THE TASK: Somewhere below, one line contains "use base64::Engine as _;" and a later line contains "use uuid::Uuid;". Output those two lines and everything between them exactly, and nothing else.
- - - -
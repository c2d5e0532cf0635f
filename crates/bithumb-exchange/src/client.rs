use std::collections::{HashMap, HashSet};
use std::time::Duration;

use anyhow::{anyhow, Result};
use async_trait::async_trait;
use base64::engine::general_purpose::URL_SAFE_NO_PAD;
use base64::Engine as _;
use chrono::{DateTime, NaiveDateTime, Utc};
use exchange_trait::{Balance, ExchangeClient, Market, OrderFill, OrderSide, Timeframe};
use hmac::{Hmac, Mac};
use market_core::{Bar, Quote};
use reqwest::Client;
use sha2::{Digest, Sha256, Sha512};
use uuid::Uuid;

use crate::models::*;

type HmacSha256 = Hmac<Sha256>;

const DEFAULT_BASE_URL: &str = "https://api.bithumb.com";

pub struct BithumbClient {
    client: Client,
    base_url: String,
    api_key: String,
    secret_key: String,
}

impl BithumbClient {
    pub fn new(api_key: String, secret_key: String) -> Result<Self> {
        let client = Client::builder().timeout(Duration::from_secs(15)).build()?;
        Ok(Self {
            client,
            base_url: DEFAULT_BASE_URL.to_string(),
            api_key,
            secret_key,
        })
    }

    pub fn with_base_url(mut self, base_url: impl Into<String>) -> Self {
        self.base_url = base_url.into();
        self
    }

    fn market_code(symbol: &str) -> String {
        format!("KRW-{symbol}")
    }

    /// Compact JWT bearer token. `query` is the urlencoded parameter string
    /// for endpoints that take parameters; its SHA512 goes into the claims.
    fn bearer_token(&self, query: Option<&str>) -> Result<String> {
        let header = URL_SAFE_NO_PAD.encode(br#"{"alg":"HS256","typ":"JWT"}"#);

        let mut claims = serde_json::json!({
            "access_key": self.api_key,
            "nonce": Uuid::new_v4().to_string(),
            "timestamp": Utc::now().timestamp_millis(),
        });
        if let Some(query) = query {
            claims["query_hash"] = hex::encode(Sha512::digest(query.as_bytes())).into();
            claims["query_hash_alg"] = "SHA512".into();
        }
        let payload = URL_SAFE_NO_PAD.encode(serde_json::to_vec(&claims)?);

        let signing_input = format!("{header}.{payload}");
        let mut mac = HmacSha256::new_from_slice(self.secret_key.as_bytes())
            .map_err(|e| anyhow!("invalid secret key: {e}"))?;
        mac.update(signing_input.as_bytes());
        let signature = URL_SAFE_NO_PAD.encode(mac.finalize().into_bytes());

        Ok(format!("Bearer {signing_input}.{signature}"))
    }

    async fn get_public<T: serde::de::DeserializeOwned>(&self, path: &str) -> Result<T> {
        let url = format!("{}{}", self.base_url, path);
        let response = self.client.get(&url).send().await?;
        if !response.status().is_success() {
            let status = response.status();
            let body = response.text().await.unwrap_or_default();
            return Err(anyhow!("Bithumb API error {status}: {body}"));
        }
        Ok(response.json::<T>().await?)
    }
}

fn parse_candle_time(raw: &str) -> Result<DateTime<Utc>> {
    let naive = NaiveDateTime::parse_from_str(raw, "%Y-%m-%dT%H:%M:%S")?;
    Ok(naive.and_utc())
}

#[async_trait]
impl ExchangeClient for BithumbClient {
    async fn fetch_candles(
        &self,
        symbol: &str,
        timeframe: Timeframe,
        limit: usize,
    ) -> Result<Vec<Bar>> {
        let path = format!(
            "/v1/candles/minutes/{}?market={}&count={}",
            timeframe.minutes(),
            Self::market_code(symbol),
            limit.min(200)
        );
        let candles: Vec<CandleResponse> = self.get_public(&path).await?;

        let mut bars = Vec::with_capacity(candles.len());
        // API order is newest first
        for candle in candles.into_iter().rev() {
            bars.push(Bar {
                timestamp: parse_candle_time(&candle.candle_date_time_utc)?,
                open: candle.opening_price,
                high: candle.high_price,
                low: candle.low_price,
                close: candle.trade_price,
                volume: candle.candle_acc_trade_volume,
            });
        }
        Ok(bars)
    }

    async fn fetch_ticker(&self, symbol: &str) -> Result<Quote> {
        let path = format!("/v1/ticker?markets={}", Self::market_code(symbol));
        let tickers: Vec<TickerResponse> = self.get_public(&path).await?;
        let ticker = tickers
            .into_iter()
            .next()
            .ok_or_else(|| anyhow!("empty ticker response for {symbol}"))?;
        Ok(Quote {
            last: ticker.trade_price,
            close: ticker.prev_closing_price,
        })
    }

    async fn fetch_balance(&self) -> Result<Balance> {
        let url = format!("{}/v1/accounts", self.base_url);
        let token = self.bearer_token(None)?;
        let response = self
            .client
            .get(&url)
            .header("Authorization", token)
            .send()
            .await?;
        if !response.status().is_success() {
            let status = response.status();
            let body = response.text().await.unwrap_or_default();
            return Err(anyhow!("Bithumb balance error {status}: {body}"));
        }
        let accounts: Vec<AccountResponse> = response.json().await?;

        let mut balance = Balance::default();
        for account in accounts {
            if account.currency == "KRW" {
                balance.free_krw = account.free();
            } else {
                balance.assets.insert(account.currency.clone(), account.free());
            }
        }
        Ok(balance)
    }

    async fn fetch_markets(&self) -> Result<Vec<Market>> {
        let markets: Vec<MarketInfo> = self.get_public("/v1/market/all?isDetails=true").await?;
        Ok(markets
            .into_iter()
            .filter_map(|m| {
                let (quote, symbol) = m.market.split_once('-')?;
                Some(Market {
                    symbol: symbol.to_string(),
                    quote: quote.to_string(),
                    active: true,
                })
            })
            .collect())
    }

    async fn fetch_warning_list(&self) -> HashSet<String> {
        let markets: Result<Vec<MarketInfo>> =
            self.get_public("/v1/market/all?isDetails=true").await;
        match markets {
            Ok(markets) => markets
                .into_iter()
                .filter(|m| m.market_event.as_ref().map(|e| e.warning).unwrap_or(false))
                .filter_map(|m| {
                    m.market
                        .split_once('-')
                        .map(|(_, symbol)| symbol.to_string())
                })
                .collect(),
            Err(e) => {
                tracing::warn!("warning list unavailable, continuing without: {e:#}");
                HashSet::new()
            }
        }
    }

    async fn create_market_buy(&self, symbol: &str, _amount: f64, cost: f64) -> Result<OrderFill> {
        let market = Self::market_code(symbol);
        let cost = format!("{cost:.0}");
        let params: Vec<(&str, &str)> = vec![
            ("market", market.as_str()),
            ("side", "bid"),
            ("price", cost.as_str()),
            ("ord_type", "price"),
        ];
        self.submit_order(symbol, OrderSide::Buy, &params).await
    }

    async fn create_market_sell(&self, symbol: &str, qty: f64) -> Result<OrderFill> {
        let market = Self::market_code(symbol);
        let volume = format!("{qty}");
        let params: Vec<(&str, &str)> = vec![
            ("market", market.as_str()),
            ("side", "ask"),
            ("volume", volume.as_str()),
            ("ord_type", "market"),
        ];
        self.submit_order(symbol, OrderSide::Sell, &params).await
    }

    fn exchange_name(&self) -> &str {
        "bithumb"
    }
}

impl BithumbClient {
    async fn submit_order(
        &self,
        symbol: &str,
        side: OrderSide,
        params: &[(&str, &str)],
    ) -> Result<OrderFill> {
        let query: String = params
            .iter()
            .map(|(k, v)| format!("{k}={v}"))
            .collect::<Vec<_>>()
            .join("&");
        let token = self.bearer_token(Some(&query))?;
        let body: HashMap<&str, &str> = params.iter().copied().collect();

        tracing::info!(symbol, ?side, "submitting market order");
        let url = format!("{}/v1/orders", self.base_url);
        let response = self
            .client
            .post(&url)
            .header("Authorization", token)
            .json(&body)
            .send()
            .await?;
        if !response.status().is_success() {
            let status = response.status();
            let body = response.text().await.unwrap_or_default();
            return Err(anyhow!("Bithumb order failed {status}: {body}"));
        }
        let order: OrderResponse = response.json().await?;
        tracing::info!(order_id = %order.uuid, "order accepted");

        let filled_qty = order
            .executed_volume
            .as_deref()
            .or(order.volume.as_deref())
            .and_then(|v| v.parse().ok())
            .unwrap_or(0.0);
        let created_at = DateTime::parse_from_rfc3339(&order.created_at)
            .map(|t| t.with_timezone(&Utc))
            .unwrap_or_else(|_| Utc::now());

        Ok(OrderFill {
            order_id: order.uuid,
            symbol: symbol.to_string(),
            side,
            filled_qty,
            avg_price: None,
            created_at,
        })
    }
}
- - - -
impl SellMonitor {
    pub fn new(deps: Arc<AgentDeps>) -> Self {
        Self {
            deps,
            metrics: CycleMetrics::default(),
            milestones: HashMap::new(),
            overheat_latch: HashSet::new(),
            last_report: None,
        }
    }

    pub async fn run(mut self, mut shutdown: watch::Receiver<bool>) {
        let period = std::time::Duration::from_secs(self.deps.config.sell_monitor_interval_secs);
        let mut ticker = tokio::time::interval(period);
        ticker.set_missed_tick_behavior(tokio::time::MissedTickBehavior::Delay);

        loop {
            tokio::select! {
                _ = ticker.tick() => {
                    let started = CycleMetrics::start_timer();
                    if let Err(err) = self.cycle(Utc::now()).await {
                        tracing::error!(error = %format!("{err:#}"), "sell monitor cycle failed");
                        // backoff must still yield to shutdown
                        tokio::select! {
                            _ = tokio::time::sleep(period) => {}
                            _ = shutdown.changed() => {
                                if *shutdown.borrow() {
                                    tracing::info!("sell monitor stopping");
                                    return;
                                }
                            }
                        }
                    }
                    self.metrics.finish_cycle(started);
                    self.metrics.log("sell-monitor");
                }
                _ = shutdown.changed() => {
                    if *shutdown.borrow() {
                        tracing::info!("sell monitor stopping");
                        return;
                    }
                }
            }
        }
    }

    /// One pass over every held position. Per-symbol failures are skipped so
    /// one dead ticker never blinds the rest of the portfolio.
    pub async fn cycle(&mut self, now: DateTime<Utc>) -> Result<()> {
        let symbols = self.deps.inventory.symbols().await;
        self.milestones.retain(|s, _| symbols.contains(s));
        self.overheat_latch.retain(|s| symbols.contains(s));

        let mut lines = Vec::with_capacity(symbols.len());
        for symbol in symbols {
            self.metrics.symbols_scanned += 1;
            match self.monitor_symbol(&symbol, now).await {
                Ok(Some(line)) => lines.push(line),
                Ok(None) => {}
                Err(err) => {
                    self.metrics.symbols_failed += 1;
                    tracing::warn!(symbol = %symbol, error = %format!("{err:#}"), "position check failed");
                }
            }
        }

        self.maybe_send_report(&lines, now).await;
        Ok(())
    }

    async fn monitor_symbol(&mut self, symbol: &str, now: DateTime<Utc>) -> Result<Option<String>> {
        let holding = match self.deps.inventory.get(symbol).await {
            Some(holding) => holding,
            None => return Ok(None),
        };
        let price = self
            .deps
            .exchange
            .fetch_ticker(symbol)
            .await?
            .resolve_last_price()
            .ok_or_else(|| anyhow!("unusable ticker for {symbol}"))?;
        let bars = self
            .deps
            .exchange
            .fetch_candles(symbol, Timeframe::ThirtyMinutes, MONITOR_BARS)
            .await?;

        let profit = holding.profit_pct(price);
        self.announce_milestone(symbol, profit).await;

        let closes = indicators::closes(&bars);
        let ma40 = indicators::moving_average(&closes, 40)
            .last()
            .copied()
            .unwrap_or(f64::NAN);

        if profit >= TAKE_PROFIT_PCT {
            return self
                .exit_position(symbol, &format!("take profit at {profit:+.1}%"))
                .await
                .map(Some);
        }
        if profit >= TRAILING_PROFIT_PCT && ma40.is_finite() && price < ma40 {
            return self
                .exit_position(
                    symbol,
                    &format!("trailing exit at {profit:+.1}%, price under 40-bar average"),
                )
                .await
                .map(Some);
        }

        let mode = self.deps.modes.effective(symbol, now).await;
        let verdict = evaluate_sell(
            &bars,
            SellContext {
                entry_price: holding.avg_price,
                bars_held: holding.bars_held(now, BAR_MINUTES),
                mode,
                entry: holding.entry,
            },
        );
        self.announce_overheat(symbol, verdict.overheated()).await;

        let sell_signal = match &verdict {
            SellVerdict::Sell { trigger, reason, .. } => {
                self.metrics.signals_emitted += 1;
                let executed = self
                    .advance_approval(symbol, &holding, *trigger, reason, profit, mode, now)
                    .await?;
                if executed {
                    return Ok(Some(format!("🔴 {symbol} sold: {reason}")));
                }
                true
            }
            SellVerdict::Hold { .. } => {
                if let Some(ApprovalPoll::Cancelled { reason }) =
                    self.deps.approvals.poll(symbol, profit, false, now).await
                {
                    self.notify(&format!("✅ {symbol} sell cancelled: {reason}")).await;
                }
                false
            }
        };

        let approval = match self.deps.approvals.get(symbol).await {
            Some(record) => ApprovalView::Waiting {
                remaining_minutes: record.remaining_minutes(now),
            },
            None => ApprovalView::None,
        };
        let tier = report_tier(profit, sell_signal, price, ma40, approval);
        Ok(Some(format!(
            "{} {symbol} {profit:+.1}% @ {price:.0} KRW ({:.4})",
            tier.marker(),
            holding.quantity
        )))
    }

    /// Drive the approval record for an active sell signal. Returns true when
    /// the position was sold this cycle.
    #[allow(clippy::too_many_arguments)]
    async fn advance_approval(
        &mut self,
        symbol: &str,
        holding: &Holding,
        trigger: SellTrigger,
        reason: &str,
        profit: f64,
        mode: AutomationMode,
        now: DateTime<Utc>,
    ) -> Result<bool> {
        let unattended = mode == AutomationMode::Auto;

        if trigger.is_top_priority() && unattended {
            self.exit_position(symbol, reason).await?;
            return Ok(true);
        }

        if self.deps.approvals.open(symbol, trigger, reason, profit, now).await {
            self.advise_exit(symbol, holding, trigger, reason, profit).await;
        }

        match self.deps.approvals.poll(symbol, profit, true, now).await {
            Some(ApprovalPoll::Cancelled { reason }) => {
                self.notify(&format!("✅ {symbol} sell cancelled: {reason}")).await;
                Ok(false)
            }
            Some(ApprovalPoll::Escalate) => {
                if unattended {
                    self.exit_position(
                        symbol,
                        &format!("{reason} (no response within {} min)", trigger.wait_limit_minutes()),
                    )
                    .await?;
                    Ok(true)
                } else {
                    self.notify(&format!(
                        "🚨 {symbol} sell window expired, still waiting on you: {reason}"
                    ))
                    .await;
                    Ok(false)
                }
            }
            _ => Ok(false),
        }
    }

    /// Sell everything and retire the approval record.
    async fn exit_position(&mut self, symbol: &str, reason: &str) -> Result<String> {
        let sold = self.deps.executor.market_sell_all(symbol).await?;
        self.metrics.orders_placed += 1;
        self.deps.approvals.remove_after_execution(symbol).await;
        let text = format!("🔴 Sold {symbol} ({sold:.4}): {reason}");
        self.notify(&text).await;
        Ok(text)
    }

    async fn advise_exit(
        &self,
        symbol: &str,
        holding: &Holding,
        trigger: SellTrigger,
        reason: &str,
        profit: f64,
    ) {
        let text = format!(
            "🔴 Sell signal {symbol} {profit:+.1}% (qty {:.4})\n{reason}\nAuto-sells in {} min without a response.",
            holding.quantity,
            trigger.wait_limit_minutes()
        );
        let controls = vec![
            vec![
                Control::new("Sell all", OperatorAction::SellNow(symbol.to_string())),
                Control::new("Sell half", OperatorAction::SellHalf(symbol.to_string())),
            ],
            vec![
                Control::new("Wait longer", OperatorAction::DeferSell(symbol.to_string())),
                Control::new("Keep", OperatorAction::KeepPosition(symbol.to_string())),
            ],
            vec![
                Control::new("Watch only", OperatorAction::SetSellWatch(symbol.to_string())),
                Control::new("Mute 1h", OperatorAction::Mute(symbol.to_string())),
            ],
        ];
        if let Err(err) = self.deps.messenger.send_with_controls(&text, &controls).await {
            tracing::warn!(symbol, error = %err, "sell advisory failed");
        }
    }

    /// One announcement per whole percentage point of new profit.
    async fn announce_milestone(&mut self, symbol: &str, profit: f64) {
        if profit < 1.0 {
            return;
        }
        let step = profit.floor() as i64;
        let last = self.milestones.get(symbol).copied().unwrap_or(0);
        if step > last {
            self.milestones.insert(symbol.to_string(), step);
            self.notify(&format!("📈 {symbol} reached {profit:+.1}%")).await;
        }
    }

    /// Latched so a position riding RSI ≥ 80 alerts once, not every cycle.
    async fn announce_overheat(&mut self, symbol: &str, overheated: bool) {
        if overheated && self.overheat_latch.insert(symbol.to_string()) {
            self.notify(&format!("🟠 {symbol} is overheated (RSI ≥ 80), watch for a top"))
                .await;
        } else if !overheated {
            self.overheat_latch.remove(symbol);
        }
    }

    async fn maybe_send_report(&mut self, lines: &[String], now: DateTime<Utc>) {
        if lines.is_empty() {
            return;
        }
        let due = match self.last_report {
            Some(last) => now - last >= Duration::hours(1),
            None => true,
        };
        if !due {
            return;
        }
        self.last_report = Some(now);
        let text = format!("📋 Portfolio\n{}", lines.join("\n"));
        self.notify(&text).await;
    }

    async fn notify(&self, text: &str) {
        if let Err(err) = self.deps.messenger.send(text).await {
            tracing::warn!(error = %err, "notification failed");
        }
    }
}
- - - -
YOUR SOLUTION:
use base64::Engine as _;
use chrono::{DateTime, NaiveDateTime, Utc};
use exchange_trait::{Balance, ExchangeClient, Market, OrderFill, OrderSide, Timeframe};
use hmac::{Hmac, Mac};
use market_core::{Bar, Quote};
use reqwest::Client;
use sha2::{Digest, Sha256, Sha512};
use uuid::Uuid;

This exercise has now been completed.